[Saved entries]
• • • • •
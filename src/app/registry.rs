use super::history::{CommandSink, HistoryError};
use crate::config::EditorConfig;
use crate::engine::SceneProject;
use crate::render::RenderSurface;
use crate::scene::command::Command;
use crate::scene::generate_id;
use crate::scene::serialization::{SceneDocument, SerializationError};

pub const DEFAULT_SCENE_NAME: &str = "Untitled Scene";

#[derive(Debug, thiserror::Error)]
pub enum RegistryError {
    #[error("unknown scene '{0}'")]
    UnknownScene(String),
    #[error("stored document is unusable: {0}")]
    Document(#[from] SerializationError),
}

/// A scene the host knows about. `document` is its last saved state; the
/// open scene's slot is refreshed whenever it is switched away from.
#[derive(Debug, Clone)]
pub struct SceneSlot {
    pub id: String,
    pub name: String,
    pub document: Option<SceneDocument>,
}

/// All scenes of a session plus the one that is open. Only the open scene
/// holds the render surface; the rest live as documents.
pub struct SceneRegistry<S: RenderSurface> {
    config: EditorConfig,
    slots: Vec<SceneSlot>,
    current: Option<SceneProject<S>>,
    idle_surface: Option<S>,
}

impl<S: RenderSurface> SceneRegistry<S> {
    pub fn new(surface: S, config: EditorConfig) -> Self {
        Self {
            config: config.normalized(),
            slots: Vec::new(),
            current: None,
            idle_surface: Some(surface),
        }
    }

    pub fn config(&self) -> &EditorConfig {
        &self.config
    }

    pub fn scenes(&self) -> &[SceneSlot] {
        &self.slots
    }

    pub fn current(&self) -> Option<&SceneProject<S>> {
        self.current.as_ref()
    }

    pub fn current_mut(&mut self) -> Option<&mut SceneProject<S>> {
        self.current.as_mut()
    }

    pub fn current_id(&self) -> Option<&str> {
        self.current.as_ref().map(SceneProject::id)
    }

    /// Register an empty scene and open it.
    pub fn create(&mut self, name: Option<&str>) -> String {
        let id = generate_id("scene");
        let name = name
            .filter(|name| !name.is_empty())
            .unwrap_or(DEFAULT_SCENE_NAME)
            .to_string();
        self.slots.push(SceneSlot {
            id: id.clone(),
            name,
            document: None,
        });
        if let Err(err) = self.switch_to(&id) {
            log::error!("Failed to open new scene '{}': {}", id, err);
        }
        id
    }

    /// Register a scene from a document and open it. A slot with the same id
    /// is overwritten.
    pub fn open_document(&mut self, document: SceneDocument) -> Result<String, RegistryError> {
        document.decode_entities()?;
        let id = document.id.clone();
        if self.current_id() == Some(id.as_str()) {
            self.close_current();
        }
        let slot = SceneSlot {
            id: id.clone(),
            name: document.name.clone(),
            document: Some(document),
        };
        match self.slots.iter_mut().find(|slot| slot.id == id) {
            Some(existing) => *existing = slot,
            None => self.slots.push(slot),
        }
        self.switch_to(&id)?;
        Ok(id)
    }

    /// Open `id`. The previous scene is serialized into its slot and
    /// detached; the surface moves to the new scene.
    pub fn switch_to(&mut self, id: &str) -> Result<(), RegistryError> {
        if self.current_id() == Some(id) {
            return Ok(());
        }
        let slot = self
            .slots
            .iter()
            .find(|slot| slot.id == id)
            .ok_or_else(|| RegistryError::UnknownScene(id.to_string()))?;
        let mut next = match &slot.document {
            Some(document) => {
                let mut project = SceneProject::from_document(document, self.config)?;
                project.set_name(slot.name.clone());
                project
            }
            None => SceneProject::new(slot.id.clone(), slot.name.clone(), self.config),
        };

        self.close_current();
        if let Some(surface) = self.idle_surface.take() {
            next.attach(surface);
        }
        log::info!("Switched to scene '{}' ({})", next.id(), next.name());
        self.current = Some(next);
        Ok(())
    }

    /// Serialize the open scene into its slot and return the document.
    pub fn save_current(&mut self) -> Option<SceneDocument> {
        let document = self.current.as_ref()?.serialize();
        if let Some(slot) = self.slots.iter_mut().find(|slot| slot.id == document.id) {
            slot.name = document.name.clone();
            slot.document = Some(document.clone());
        }
        Some(document)
    }

    pub fn rename(&mut self, id: &str, name: &str) -> bool {
        let Some(slot) = self.slots.iter_mut().find(|slot| slot.id == id) else {
            return false;
        };
        slot.name = name.to_string();
        if let Some(document) = slot.document.as_mut() {
            document.name = name.to_string();
        }
        if let Some(project) = self.current.as_mut().filter(|project| project.id() == id) {
            project.set_name(name);
        }
        true
    }

    /// Forget a scene. Deleting the open scene disposes it and leaves no
    /// scene open.
    pub fn delete(&mut self, id: &str) -> bool {
        let Some(index) = self.slots.iter().position(|slot| slot.id == id) else {
            return false;
        };
        self.slots.remove(index);
        if self.current_id() == Some(id) {
            if let Some(mut project) = self.current.take() {
                if let Some(surface) = project.dispose_completely() {
                    self.idle_surface = Some(surface);
                }
            }
        }
        log::info!("Deleted scene '{}'", id);
        true
    }

    pub fn set_snap_enabled(&mut self, enabled: bool) {
        self.config.snap_enabled = enabled;
        if let Some(project) = self.current.as_mut() {
            project.set_snap_enabled(enabled);
        }
    }

    pub fn set_snap_value(&mut self, value: f32) {
        self.config.snap_value = crate::config::clamp_snap_value(value);
        if let Some(project) = self.current.as_mut() {
            project.set_snap_value(value);
        }
    }

    pub fn set_grid_visible(&mut self, visible: bool) {
        self.config.grid_visible = visible;
        if let Some(project) = self.current.as_mut() {
            project.set_grid_visible(visible);
        }
    }

    pub fn set_axes_visible(&mut self, visible: bool) {
        self.config.axes_visible = visible;
        if let Some(project) = self.current.as_mut() {
            project.set_axes_visible(visible);
        }
    }

    fn close_current(&mut self) {
        let Some(mut previous) = self.current.take() else {
            return;
        };
        let document = previous.serialize();
        if let Some(slot) = self.slots.iter_mut().find(|slot| slot.id == previous.id()) {
            slot.document = Some(document);
        }
        if let Some(surface) = previous.detach() {
            self.idle_surface = Some(surface);
        }
    }
}

/// Replays land in whichever scene is open at the time.
impl<S: RenderSurface> CommandSink for SceneRegistry<S> {
    fn submit(&mut self, commands: &[Command]) -> Result<(), HistoryError> {
        match self.current.as_mut() {
            Some(project) => project.submit(commands),
            None => Err(HistoryError::NoScene),
        }
    }
}

#[cfg(test)]
mod tests {
    use super::*;
    use crate::render::HeadlessSurface;
    use crate::scene::{MeshKind, MeshSpec};

    fn registry() -> SceneRegistry<HeadlessSurface> {
        SceneRegistry::new(HeadlessSurface::new(64, 64), EditorConfig::default())
    }

    fn add_box(registry: &mut SceneRegistry<HeadlessSurface>, id: &str) {
        let project = registry.current_mut().unwrap();
        project.enqueue(Command::create(MeshSpec::new(MeshKind::Box).with_id(id)));
        project.tick();
    }

    #[test]
    fn create_opens_scene_on_the_surface() {
        let mut registry = registry();
        let id = registry.create(None);
        assert_eq!(registry.current_id(), Some(id.as_str()));
        assert_eq!(registry.scenes()[0].name, DEFAULT_SCENE_NAME);
        assert!(registry.current().unwrap().is_attached());
    }

    #[test]
    fn switching_keeps_each_scene_content() {
        let mut registry = registry();
        let first = registry.create(Some("First"));
        add_box(&mut registry, "a");
        let second = registry.create(Some("Second"));
        assert!(registry.current().unwrap().store().is_empty());
        add_box(&mut registry, "b");

        registry.switch_to(&first).unwrap();
        let project = registry.current().unwrap();
        assert_eq!(project.name(), "First");
        assert!(project.get("a").is_some());
        assert!(project.get("b").is_none());
        assert_eq!(project.surface().unwrap().proxy_count(), 1);

        let stored = registry
            .scenes()
            .iter()
            .find(|slot| slot.id == second)
            .and_then(|slot| slot.document.as_ref())
            .unwrap();
        assert_eq!(stored.meshes.len(), 1);
        assert_eq!(stored.meshes[0].id, "b");
    }

    #[test]
    fn unknown_scene_is_refused() {
        let mut registry = registry();
        let id = registry.create(None);
        assert!(matches!(
            registry.switch_to("nope"),
            Err(RegistryError::UnknownScene(_))
        ));
        assert_eq!(registry.current_id(), Some(id.as_str()));
    }

    #[test]
    fn deleting_open_scene_frees_the_surface() {
        let mut registry = registry();
        let first = registry.create(None);
        add_box(&mut registry, "a");
        assert!(registry.delete(&first));
        assert!(registry.current().is_none());
        assert!(registry.scenes().is_empty());
        assert!(matches!(
            registry.submit(&[Command::remove("a")]),
            Err(HistoryError::NoScene)
        ));

        registry.create(None);
        assert!(registry.current().unwrap().is_attached());
        assert_eq!(registry.current().unwrap().surface().unwrap().proxy_count(), 0);
    }

    #[test]
    fn open_document_registers_and_attaches() {
        let mut registry = registry();
        registry.create(None);
        add_box(&mut registry, "a");
        let mut document = registry.save_current().unwrap();
        document.id = "imported".to_string();
        document.name = "Imported".to_string();

        let id = registry.open_document(document).unwrap();
        assert_eq!(id, "imported");
        assert_eq!(registry.scenes().len(), 2);
        assert!(registry.current().unwrap().proxy_of("a").is_some());
    }

    #[test]
    fn toggles_follow_into_new_scenes() {
        let mut registry = registry();
        registry.set_grid_visible(false);
        registry.set_snap_enabled(true);
        registry.set_snap_value(0.25);
        registry.create(None);
        let project = registry.current().unwrap();
        assert!(!project.surface().unwrap().grid_visible());
        assert_eq!(project.surface().unwrap().snap_distance(), Some(0.25));
    }
}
• • • • •
### AIM OF THE EXERCISE
Beginning at the line with "the same id" and stopping after the line with "if let Some(surface) = self.idle_surface.take()", please write out every line of the data above exactly and nothing else.

### EXERCISE RESPONSE
    /// Register a scene from a document and open it. A slot with the same id
    /// is overwritten.
    pub fn open_document(&mut self, document: SceneDocument) -> Result<String, RegistryError> {
        document.decode_entities()?;
        let id = document.id.clone();
        if self.current_id() == Some(id.as_str()) {
            self.close_current();
        }
        let slot = SceneSlot {
            id: id.clone(),
            name: document.name.clone(),
            document: Some(document),
        };
        match self.slots.iter_mut().find(|slot| slot.id == id) {
            Some(existing) => *existing = slot,
            None => self.slots.push(slot),
        }
        self.switch_to(&id)?;
        Ok(id)
    }

    /// Open `id`. The previous scene is serialized into its slot and
    /// detached; the surface moves to the new scene.
    pub fn switch_to(&mut self, id: &str) -> Result<(), RegistryError> {
        if self.current_id() == Some(id) {
            return Ok(());
        }
        let slot = self
            .slots
            .iter()
            .find(|slot| slot.id == id)
            .ok_or_else(|| RegistryError::UnknownScene(id.to_string()))?;
        let mut next = match &slot.document {
            Some(document) => {
                let mut project = SceneProject::from_document(document, self.config)?;
                project.set_name(slot.name.clone());
                project
            }
            None => SceneProject::new(slot.id.clone(), slot.name.clone(), self.config),
        };

        self.close_current();
        if let Some(surface) = self.idle_surface.take() {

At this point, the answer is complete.